First and foremost, CPI’s analysis skips past a critical fact: California property tax revenues are not equally distributed among local jurisdictions.
In a panic after the 1978 property tax revolt, state lawmakers sought to equalize the pain (of drastically reduced property tax revenues) across various local jurisdictions and agencies. Mad scrambles took place in Sacramento and, in a tale oft told, San Diego came out decidedly on the short end of the stick. Thus, while cities in San Diego County receive 12 cents from every dollar of property tax collected, cities in Los Angeles get 15. Those in Alameda County get 19 cents. San Francisco, as a combined County and City government, makes out with a whopping 61 cents of every dollar in property tax collected.

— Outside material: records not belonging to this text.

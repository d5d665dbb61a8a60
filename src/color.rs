// 该文件是 Shanan （山南西风） 项目的一部分。
// src/color.rs - 标注颜色分配
//
// 本文件根据 Apache 许可证第 2.0 版（以下简称“许可证”）授权使用；
// 除非遵守该许可证条款，否则您不得使用本文件。
// 您可通过以下网址获取许可证副本：
// http://www.apache.org/licenses/LICENSE-2.0
// 除非适用法律要求或书面同意，根据本许可协议分发的软件均按“原样”提供，
// 不附带任何形式的明示或暗示的保证或条件。
// 有关许可权限与限制的具体条款，请参阅本许可协议。
//
// Copyright (C) 2026 Johann Li <me@qinka.pro>, Wareless Group

use image::Rgb;

/// 调色板（RGB），按目标编号循环取色
pub const PALETTE: [Rgb<u8>; 10] = [
  Rgb([7, 102, 209]),   // 蓝
  Rgb([217, 163, 11]),  // 深黄
  Rgb([204, 45, 45]),   // 深红
  Rgb([6, 193, 204]),   // 青
  Rgb([41, 184, 105]),  // 深绿
  Rgb([219, 18, 125]),  // 粉
  Rgb([0, 0, 0]),       // 黑
  Rgb([126, 136, 154]), // 石板灰
  Rgb([255, 255, 255]), // 白
  Rgb([3, 41, 84]),     // 午夜蓝
];

/// 没有目标编号时使用的边框颜色
pub const DEFAULT_BOX_COLOR: Rgb<u8> = Rgb([5, 74, 153]);

/// 背景亮度低于该阈值时使用白色文字
pub const TEXT_BRIGHTNESS_THRESHOLD: f32 = 150.0;

const WHITE: Rgb<u8> = Rgb([255, 255, 255]);
const BLACK: Rgb<u8> = Rgb([0, 0, 0]);

/// 根据身份编号取颜色，负数按非负取模处理
pub fn color_for(identity: i64) -> Rgb<u8> {
  PALETTE[identity.rem_euclid(PALETTE.len() as i64) as usize]
}

/// 根据背景颜色选择对比度合适的文字颜色
pub fn text_color_for(background: Rgb<u8>) -> Rgb<u8> {
  let Rgb([r, g, b]) = background;
  let mean = (r as f32 + g as f32 + b as f32) / 3.0;
  if mean < TEXT_BRIGHTNESS_THRESHOLD {
    WHITE
  } else {
    BLACK
  }
}

#[cfg(test)]
mod tests {
  use super::*;

  #[test]
  fn color_is_stable_and_wraps_around_palette() {
    for k in -25..25 {
      assert_eq!(color_for(k), color_for(k));
      assert_eq!(color_for(k), color_for(k + 10));
    }
    assert_eq!(color_for(0), Rgb([7, 102, 209]));
    assert_eq!(color_for(9), Rgb([3, 41, 84]));
  }

  #[test]
  fn negative_identity_is_normalized() {
    assert_eq!(color_for(-1), PALETTE[9]);
    assert_eq!(color_for(-10), PALETTE[0]);
    assert_eq!(color_for(i64::MIN), PALETTE[i64::MIN.rem_euclid(10) as usize]);
  }

  #[test]
  fn text_contrast_follows_background_brightness() {
    assert_eq!(text_color_for(Rgb([0, 0, 0])), WHITE);
    assert_eq!(text_color_for(Rgb([255, 255, 255])), BLACK);
    assert_eq!(text_color_for(DEFAULT_BOX_COLOR), WHITE);
    // 均值恰好为 150 时使用黑色
    assert_eq!(text_color_for(Rgb([150, 150, 150])), BLACK);
    assert_eq!(text_color_for(Rgb([149, 150, 150])), WHITE);
  }
}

This is critical to understand because Californians each bear the same burden when it comes to the rules regarding the rate at which property taxes are applied, and the way in which property is assessed. It could be that San Diego isn’t cheap – it’s just that the post-Proposition 13 rules work to our extreme disadvantage.
That can be most readily seen when one uses the CPI methods, but they exclude property tax revenues from the comparisons. As CPI has loudly (and I would suggest not that soberly) proclaimed, their analysis shows the City of San Diego as having the lowest ratio of per capita revenues to average household income. However, if one excludes property tax revenues so as to account for the variations in property tax distribution, San Diego markedly improves (jumping from 10th to 6th in ranking).
Moreover, since most of the sources of local revenue in California are not closely tied to income level (for example, storm water or trash fees are generally imposed on a per capita basis, with no connection to the taxpayer’s income) it may not be that San Diegans are cheap, but rather that — given California’s higher-income communities like Los Angeles, Oakland, and Long Beach — CPI is mostly measuring the size of the denominator. And, to complicate things even more, since state and federal tax obligations are heavily influenced by income levels, any “cheapness” gap that there is may go away when overall tax obligation is considered.
Secondly, one should not confuse revenue with tax burden. Under California and local laws, there are tremendous revenue shifts and cross payments between different levels of government. Accounting rules and policies vary widely.
For example, in San Diego each of us pays a half cent in sales tax for transportation and one-third of this goes to the City of San Diego for the maintenance of local streets. Los Angeles residents pay one cent, very little of which flows to the City of Los Angeles to pay for streets and road. The City of San Diego abandoned its right of way fee (which would transfer money from enterprise funds to the general fund), while many other jurisdiction did not (and thus show significant revenue flows into general fund in the “transfer” category).
There are also other distortions caused by the fact that sales tax is distributed not by who makes the purchases but where, creating additional distortions in comparing “per capita revenue” when one considers cities like Anaheim, that derive a huge percentage of revenue from those visiting and purchasing goods in their city.
These criticisms suggest the limitations in the study. While it may be instructive to compare certain tax rates between California cities, revenue is another kettle of fish. The complicity of the tangled web woven in California suggests that, upon further review, the world may be a lot murkier than the narrative that stingy San Diegans have been free-riding for decades. Instead, it may be they are as equally taxed as their counterparts in other cities, just poorly set up by the rules foisted on them by Sacramento.